■ Assigned task: From the data below, return the exact lines starting at the line containing "pub mod placement;" and ending at the line containing "pub use widget::TooltipWidget;", both included, and nothing else.

■ Exercise materials:
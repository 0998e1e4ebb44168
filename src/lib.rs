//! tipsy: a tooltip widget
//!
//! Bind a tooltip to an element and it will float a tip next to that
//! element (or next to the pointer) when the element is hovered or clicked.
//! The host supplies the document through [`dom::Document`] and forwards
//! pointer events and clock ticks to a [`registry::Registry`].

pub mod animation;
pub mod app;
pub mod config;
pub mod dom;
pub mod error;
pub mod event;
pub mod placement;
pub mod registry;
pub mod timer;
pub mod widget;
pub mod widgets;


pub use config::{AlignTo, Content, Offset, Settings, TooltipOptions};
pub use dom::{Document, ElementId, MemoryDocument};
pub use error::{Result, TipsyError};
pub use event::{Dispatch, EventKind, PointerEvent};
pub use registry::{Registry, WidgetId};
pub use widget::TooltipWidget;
--
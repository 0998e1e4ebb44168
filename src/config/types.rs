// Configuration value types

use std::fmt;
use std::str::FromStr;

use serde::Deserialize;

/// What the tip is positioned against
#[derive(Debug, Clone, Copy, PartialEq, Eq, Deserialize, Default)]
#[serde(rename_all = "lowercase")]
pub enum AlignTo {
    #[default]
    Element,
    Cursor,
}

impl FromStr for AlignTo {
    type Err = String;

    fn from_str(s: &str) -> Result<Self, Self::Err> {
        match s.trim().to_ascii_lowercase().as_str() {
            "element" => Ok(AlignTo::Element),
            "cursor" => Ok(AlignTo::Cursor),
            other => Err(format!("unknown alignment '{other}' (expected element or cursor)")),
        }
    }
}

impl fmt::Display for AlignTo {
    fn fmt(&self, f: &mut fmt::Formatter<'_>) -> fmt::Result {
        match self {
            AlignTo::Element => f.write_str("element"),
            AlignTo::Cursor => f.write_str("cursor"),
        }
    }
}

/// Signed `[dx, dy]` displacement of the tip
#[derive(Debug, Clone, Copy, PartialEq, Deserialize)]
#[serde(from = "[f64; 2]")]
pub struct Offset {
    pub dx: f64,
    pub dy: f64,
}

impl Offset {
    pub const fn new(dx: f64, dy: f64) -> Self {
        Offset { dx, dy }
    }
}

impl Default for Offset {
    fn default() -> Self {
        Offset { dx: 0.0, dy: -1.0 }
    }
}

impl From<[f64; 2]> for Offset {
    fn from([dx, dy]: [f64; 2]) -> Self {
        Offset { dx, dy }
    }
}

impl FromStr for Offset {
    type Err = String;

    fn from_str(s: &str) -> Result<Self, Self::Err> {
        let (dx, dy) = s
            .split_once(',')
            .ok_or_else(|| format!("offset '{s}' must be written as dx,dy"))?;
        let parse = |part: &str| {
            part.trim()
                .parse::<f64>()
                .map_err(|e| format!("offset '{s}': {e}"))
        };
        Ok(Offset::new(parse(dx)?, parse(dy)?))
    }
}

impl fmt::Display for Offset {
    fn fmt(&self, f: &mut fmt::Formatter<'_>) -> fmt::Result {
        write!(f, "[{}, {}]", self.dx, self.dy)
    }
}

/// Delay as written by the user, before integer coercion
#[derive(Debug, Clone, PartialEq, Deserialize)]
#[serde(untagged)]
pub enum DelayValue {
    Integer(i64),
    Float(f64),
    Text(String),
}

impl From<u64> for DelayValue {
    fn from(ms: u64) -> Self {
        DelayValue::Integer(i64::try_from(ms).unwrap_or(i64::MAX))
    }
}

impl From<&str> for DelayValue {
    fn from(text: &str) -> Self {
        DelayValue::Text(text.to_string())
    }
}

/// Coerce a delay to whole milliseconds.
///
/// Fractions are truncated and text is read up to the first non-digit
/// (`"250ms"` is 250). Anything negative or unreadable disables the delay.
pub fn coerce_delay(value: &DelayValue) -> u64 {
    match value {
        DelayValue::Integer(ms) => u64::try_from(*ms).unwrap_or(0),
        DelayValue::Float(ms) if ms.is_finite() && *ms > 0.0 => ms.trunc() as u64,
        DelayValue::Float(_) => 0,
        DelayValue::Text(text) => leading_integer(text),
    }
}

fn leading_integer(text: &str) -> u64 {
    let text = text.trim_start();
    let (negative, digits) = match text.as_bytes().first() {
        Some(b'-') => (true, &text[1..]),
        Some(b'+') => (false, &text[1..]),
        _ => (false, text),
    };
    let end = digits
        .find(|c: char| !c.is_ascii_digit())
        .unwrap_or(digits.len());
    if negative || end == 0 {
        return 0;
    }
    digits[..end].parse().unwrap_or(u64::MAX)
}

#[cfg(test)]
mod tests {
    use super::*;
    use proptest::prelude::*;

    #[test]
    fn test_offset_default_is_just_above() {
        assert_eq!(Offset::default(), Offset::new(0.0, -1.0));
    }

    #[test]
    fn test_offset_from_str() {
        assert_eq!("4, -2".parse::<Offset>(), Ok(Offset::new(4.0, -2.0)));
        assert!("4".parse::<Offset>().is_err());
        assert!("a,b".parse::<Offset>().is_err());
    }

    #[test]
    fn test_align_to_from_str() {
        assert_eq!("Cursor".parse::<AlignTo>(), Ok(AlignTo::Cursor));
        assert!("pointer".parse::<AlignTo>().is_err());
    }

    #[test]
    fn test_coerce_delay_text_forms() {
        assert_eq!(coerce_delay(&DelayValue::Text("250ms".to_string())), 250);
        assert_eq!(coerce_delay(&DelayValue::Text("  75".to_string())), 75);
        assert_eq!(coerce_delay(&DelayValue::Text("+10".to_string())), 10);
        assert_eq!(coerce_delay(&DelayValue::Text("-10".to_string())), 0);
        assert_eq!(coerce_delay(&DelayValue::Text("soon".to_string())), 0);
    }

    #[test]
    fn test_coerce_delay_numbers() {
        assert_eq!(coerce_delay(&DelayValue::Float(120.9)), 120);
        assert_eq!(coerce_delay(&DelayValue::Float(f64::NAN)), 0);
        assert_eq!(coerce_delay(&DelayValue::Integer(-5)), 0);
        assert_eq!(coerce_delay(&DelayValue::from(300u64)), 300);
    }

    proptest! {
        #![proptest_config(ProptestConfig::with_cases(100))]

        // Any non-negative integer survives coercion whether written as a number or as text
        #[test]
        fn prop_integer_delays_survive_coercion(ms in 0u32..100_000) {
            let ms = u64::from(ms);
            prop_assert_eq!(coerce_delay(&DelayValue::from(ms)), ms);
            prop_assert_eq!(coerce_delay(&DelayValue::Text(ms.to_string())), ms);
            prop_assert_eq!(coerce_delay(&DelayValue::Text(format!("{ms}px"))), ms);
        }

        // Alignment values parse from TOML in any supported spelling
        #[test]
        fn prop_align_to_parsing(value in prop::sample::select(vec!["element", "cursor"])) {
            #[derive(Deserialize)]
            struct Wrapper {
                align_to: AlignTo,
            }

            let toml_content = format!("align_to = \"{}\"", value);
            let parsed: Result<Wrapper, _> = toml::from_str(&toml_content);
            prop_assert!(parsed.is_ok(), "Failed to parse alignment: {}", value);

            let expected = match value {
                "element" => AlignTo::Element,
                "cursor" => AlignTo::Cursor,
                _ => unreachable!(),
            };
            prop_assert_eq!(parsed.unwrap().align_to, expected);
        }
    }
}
...
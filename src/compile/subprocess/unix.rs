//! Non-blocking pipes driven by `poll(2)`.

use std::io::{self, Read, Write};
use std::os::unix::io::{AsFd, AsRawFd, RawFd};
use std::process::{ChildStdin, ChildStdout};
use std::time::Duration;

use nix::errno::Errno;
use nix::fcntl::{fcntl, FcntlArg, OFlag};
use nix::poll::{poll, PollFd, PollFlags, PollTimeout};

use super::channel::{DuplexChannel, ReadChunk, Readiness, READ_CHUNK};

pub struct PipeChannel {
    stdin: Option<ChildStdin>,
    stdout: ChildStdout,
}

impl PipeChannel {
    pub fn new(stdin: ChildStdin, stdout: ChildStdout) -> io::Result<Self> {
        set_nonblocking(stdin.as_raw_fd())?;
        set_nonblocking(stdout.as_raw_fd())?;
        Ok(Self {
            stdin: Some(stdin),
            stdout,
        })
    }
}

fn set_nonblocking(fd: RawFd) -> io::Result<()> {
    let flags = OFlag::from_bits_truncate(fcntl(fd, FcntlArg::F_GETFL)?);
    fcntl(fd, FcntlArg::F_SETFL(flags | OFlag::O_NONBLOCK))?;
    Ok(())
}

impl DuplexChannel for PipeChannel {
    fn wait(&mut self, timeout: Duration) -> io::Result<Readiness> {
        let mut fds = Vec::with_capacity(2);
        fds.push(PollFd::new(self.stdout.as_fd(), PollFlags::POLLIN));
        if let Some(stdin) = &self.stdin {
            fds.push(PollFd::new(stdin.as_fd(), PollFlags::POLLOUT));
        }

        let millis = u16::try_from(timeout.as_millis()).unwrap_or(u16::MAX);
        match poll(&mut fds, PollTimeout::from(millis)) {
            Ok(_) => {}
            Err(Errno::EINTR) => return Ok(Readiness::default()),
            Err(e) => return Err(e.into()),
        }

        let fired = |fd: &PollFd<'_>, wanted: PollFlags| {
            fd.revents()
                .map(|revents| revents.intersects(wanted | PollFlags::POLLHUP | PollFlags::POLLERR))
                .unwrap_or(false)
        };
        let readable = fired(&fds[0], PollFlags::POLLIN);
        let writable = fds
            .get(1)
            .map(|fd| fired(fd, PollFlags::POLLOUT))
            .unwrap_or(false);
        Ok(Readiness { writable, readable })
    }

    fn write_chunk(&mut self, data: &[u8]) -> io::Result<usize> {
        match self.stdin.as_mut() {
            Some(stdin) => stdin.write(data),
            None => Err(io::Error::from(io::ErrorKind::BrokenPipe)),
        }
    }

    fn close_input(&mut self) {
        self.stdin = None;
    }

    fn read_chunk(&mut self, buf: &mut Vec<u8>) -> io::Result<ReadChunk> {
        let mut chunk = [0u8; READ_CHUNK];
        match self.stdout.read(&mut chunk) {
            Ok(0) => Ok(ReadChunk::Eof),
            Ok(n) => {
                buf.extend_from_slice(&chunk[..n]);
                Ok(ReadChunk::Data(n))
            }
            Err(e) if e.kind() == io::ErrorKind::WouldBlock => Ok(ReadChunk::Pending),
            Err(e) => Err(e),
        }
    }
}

■ Task result:
pub mod placement;
pub mod registry;
pub mod timer;
pub mod widget;
pub mod widgets;


pub use config::{AlignTo, Content, Offset, Settings, TooltipOptions};
pub use dom::{Document, ElementId, MemoryDocument};
pub use error::{Result, TipsyError};
pub use event::{Dispatch, EventKind, PointerEvent};
pub use registry::{Registry, WidgetId};
pub use widget::TooltipWidget;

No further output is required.